Exercise prompt — Quote exactly, and only, the lines of the material below from the line with "filename src/core/types.rs" through the line with "pub fn rank(a: &SearchResult, b: &SearchResult)".

--------------------

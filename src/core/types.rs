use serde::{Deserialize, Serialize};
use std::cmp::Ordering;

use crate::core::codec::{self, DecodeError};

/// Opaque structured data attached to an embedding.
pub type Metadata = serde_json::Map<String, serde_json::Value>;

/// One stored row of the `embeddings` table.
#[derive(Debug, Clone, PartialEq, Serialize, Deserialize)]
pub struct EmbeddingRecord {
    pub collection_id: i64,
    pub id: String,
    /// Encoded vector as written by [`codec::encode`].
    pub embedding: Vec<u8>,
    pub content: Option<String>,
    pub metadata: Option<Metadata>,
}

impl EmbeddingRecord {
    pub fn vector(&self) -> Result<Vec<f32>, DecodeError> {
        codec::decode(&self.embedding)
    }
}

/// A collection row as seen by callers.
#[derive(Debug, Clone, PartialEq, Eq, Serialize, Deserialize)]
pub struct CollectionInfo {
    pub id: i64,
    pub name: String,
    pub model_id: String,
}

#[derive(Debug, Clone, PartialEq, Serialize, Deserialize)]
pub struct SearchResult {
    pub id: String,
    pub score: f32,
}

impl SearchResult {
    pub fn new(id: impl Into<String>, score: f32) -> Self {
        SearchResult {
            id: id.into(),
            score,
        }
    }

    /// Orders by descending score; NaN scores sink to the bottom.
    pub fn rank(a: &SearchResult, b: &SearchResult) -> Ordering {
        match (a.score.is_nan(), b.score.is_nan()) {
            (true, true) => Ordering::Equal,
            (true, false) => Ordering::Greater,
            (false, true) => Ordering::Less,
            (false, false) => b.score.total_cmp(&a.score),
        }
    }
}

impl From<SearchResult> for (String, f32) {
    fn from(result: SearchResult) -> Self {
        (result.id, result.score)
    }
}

--------------------

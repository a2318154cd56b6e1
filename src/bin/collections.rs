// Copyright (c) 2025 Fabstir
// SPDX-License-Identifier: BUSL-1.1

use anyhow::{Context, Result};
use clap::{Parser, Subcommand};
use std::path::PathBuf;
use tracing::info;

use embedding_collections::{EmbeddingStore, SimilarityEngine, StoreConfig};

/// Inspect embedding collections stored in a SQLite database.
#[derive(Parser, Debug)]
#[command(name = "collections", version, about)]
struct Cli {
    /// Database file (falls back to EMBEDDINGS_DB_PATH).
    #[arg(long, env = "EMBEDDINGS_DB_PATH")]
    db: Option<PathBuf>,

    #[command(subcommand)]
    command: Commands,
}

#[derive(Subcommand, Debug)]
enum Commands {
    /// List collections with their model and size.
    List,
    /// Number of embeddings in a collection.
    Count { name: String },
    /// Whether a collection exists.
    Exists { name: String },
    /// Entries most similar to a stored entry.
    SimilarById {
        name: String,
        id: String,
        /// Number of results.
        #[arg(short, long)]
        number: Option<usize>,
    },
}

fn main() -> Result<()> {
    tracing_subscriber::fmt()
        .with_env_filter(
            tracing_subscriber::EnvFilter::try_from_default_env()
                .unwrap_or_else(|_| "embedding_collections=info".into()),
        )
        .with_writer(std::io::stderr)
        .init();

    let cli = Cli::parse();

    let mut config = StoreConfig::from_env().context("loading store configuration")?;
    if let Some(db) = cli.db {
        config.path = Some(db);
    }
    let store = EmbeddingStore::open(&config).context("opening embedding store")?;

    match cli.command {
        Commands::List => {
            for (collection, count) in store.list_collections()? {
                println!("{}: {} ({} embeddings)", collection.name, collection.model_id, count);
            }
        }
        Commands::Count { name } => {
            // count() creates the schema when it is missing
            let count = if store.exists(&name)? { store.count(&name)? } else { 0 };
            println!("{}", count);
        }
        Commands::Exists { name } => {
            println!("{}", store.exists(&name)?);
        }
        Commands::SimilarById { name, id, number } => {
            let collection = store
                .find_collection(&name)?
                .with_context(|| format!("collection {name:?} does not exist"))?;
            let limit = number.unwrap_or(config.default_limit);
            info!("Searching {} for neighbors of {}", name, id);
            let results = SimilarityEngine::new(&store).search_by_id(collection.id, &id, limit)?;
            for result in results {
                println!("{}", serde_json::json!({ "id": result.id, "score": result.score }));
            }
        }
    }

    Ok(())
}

--------------------

Worked solution —
filename src/core/types.rs
use serde::{Deserialize, Serialize};
use std::cmp::Ordering;

use crate::core::codec::{self, DecodeError};

/// Opaque structured data attached to an embedding.
pub type Metadata = serde_json::Map<String, serde_json::Value>;

/// One stored row of the `embeddings` table.
#[derive(Debug, Clone, PartialEq, Serialize, Deserialize)]
pub struct EmbeddingRecord {
    pub collection_id: i64,
    pub id: String,
    /// Encoded vector as written by [`codec::encode`].
    pub embedding: Vec<u8>,
    pub content: Option<String>,
    pub metadata: Option<Metadata>,
}

impl EmbeddingRecord {
    pub fn vector(&self) -> Result<Vec<f32>, DecodeError> {
        codec::decode(&self.embedding)
    }
}

/// A collection row as seen by callers.
#[derive(Debug, Clone, PartialEq, Eq, Serialize, Deserialize)]
pub struct CollectionInfo {
    pub id: i64,
    pub name: String,
    pub model_id: String,
}

#[derive(Debug, Clone, PartialEq, Serialize, Deserialize)]
pub struct SearchResult {
    pub id: String,
    pub score: f32,
}

impl SearchResult {
    pub fn new(id: impl Into<String>, score: f32) -> Self {
        SearchResult {
            id: id.into(),
            score,
        }
    }

    /// Orders by descending score; NaN scores sink to the bottom.
    pub fn rank(a: &SearchResult, b: &SearchResult) -> Ordering {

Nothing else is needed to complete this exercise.